»»
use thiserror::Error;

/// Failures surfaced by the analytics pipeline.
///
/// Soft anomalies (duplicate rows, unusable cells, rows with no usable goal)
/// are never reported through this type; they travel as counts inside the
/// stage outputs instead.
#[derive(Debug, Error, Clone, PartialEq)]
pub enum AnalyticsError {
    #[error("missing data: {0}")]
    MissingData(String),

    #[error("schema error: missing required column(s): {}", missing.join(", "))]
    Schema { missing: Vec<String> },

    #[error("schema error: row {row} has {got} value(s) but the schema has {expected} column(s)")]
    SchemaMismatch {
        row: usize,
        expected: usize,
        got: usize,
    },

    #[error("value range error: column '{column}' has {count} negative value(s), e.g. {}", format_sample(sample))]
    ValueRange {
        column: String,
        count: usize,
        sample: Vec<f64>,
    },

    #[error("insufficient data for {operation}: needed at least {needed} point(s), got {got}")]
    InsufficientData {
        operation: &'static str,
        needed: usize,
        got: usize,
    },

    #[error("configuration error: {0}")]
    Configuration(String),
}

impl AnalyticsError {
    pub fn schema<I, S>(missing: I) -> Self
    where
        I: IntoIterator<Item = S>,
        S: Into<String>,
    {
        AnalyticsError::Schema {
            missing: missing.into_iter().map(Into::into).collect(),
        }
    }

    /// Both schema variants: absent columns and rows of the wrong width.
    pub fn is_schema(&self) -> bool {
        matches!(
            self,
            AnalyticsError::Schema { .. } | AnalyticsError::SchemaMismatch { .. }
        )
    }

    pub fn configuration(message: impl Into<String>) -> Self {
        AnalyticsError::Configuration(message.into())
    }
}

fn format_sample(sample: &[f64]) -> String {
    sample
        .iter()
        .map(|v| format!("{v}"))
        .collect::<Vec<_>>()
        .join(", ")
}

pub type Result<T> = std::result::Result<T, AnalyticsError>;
««
● Task statement:
Taking care to match every character, output all of the entries above.

● Expected answer:
use thiserror::Error;

/// Failures surfaced by the analytics pipeline.
///
/// Soft anomalies (duplicate rows, unusable cells, rows with no usable goal)
/// are never reported through this type; they travel as counts inside the
/// stage outputs instead.
#[derive(Debug, Error, Clone, PartialEq)]
pub enum AnalyticsError {
    #[error("missing data: {0}")]
    MissingData(String),

    #[error("schema error: missing required column(s): {}", missing.join(", "))]
    Schema { missing: Vec<String> },

    #[error("schema error: row {row} has {got} value(s) but the schema has {expected} column(s)")]
    SchemaMismatch {
        row: usize,
        expected: usize,
        got: usize,
    },

    #[error("value range error: column '{column}' has {count} negative value(s), e.g. {}", format_sample(sample))]
    ValueRange {
        column: String,
        count: usize,
        sample: Vec<f64>,
    },

    #[error("insufficient data for {operation}: needed at least {needed} point(s), got {got}")]
    InsufficientData {
        operation: &'static str,
        needed: usize,
        got: usize,
    },

    #[error("configuration error: {0}")]
    Configuration(String),
}

impl AnalyticsError {
    pub fn schema<I, S>(missing: I) -> Self
    where
        I: IntoIterator<Item = S>,
        S: Into<String>,
    {
        AnalyticsError::Schema {
            missing: missing.into_iter().map(Into::into).collect(),
        }
    }

    /// Both schema variants: absent columns and rows of the wrong width.
    pub fn is_schema(&self) -> bool {
        matches!(
            self,
            AnalyticsError::Schema { .. } | AnalyticsError::SchemaMismatch { .. }
        )
    }

    pub fn configuration(message: impl Into<String>) -> Self {
        AnalyticsError::Configuration(message.into())
    }
}

fn format_sample(sample: &[f64]) -> String {
    sample
        .iter()
        .map(|v| format!("{v}"))
        .collect::<Vec<_>>()
        .join(", ")
}

pub type Result<T> = std::result::Result<T, AnalyticsError>;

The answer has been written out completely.